Before long, they found their house, easily obtained credit, and instantly saw their purchase gaining sizable value. They never felt so rich and their ego gained altitude. A new car was a must and a cocktail of new adventures was on the horizon, especially since the price of houses was rising more and more and there was no trouble in raising extra cash against the equity of their new property.
Thousands of couples like the Smiths were becoming the proud new property investors, thus driving the market up and up.
It was obvious that a dangerously high proportion of borrowers were given loans well beyond their means to repay. As a result, numerous mortgage lenders collapsed when the inevitable crash came. Such huge numbers of these subprime mortgages were set up, that it caused havoc and BCX-231 many banks were placed into difficulties when this class of borrower failed to make payments. Furthermore, lots of mortgages were sold on to various investors and hedge funds, making their life miserable to say the least.
Money gets hard to borrow when the banks have empty coffers. Desperate sellers start lowering their prices, but mostly this will not work because the real problem is not the price, but the inability of getting a loan which stops a sale. Naturally this type of situation can only make things worse. Negative equity sets in, bringing further complications.

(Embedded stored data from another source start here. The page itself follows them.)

// HTTP surface - the profile and listing pages' operations over JSON

use axum::{
    extract::{Path as AxumPath, State},
    http::StatusCode,
    middleware,
    response::Json,
    routing::{delete, get},
    Router,
};
use serde::Serialize;
use serde_json::{json, Value};
use tower_http::{cors::CorsLayer, trace::TraceLayer};
use tracing::error;

use crate::{
    app_state::AppState,
    error::{AppError, AppResult},
    infrastructure::middleware::{viewer_context_middleware, Vc},
    models::{ListingId, Review, UserId},
    services::{FollowCounts, ListingDetail, RelationshipOutcome, ReviewSummary, UserProfile},
};

#[derive(Debug, Serialize)]
pub struct FollowStatus {
    pub is_following: bool,
}

#[derive(Debug, Serialize)]
pub struct ReviewsResponse {
    pub reviews: Vec<Review>,
    pub summary: ReviewSummary,
}

pub fn create_router(state: AppState) -> Router {
    let api = Router::new()
        .route("/health", get(health))
        .route("/users/{user_id}/profile", get(get_profile))
        .route(
            "/users/{user_id}/follow",
            get(get_follow_status).post(follow_user).delete(unfollow_user),
        )
        .route("/users/{user_id}/follow-counts", get(get_follow_counts))
        .route("/users/{user_id}/reviews", get(get_reviews))
        .route("/listings/{listing_id}", get(get_listing))
        .route("/session", delete(sign_out))
        .layer(middleware::from_fn_with_state(
            state.clone(),
            viewer_context_middleware::<AppState>,
        ))
        .with_state(state);

    Router::new()
        .nest("/api/v1", api)
        .layer(TraceLayer::new_for_http())
        .layer(CorsLayer::permissive())
}

fn parse_user_id(raw: &str) -> AppResult<UserId> {
    UserId::new(raw).map_err(|e| AppError::BadRequest(format!("Invalid user id '{}': {}", raw, e)))
}

async fn health(State(state): State<AppState>) -> (StatusCode, Json<Value>) {
    let backend = state.store.backend_name();
    match state.store.health_check().await {
        Ok(()) => (StatusCode::OK, Json(json!({ "status": "ok", "backend": backend }))),
        Err(e) => {
            error!(error = %e, backend, "Document store health check failed");
            (
                StatusCode::SERVICE_UNAVAILABLE,
                Json(json!({ "status": "unavailable", "backend": backend })),
            )
        }
    }
}

async fn get_profile(
    State(state): State<AppState>,
    vc: Vc,
    AxumPath(user_id): AxumPath<String>,
) -> AppResult<Json<UserProfile>> {
    let user_id = parse_user_id(&user_id)?;
    Ok(Json(state.profiles.user_profile(&vc, &user_id).await?))
}

async fn get_follow_status(
    State(state): State<AppState>,
    vc: Vc,
    AxumPath(user_id): AxumPath<String>,
) -> AppResult<Json<FollowStatus>> {
    let target = parse_user_id(&user_id)?;
    let is_following = state
        .relationships
        .is_following(vc.user_id.as_ref(), &target)
        .await?;
    Ok(Json(FollowStatus { is_following }))
}

async fn follow_user(
    State(state): State<AppState>,
    vc: Vc,
    AxumPath(user_id): AxumPath<String>,
) -> AppResult<Json<RelationshipOutcome>> {
    let viewer = vc.require_user()?;
    let target = parse_user_id(&user_id)?;
    Ok(Json(state.relationships.follow(viewer, &target).await?))
}

async fn unfollow_user(
    State(state): State<AppState>,
    vc: Vc,
    AxumPath(user_id): AxumPath<String>,
) -> AppResult<Json<RelationshipOutcome>> {
    let viewer = vc.require_user()?;
    let target = parse_user_id(&user_id)?;
    Ok(Json(state.relationships.unfollow(viewer, &target).await?))
}

async fn get_follow_counts(
    State(state): State<AppState>,
    AxumPath(user_id): AxumPath<String>,
) -> AppResult<Json<FollowCounts>> {
    let user_id = parse_user_id(&user_id)?;
    Ok(Json(state.relationships.follow_counts(&user_id).await?))
}

async fn get_reviews(
    State(state): State<AppState>,
    AxumPath(user_id): AxumPath<String>,
) -> AppResult<Json<ReviewsResponse>> {
    let user_id = parse_user_id(&user_id)?;
    let reviews = state.reviews.reviews_for(&user_id).await?;
    let summary = ReviewSummary::from_reviews(&reviews);
    Ok(Json(ReviewsResponse { reviews, summary }))
}

async fn get_listing(
    State(state): State<AppState>,
    vc: Vc,
    AxumPath(listing_id): AxumPath<String>,
) -> AppResult<Json<ListingDetail>> {
    let listing_id = ListingId::new(&listing_id)
        .map_err(|e| AppError::BadRequest(format!("Invalid listing id '{}': {}", listing_id, e)))?;
    Ok(Json(state.profiles.listing_detail(&vc, &listing_id).await?))
}

async fn sign_out(State(state): State<AppState>, vc: Vc) -> AppResult<Json<Value>> {
    let token = vc
        .session_token
        .as_deref()
        .ok_or_else(|| AppError::Unauthorized("No active session".to_string()))?;
    state.auth.sign_out(token).await?;
    Ok(Json(json!({ "signed_out": true })))
}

It is sad to lose a house, but repossessions are on the increase. While it may help the letting market since people cannot live with mum and dad forever, it is not a permanent answer.
When banks have a shortage of money it is not only home buyers who suffer, but all types of businesses from large companies to small traders are hit. Automatically, this in turn sets problems for thousands of private individuals, who cannot keep up their mortgage payments as BCCPA well as other obligations.
It seems that the old way of making sure a borrower is worthy of a loan, must be strictly observed. It may not please some, but in the long run it will restore sanity to both the borrower and the lender. Unless the two have a happy deal, there will always be a problem.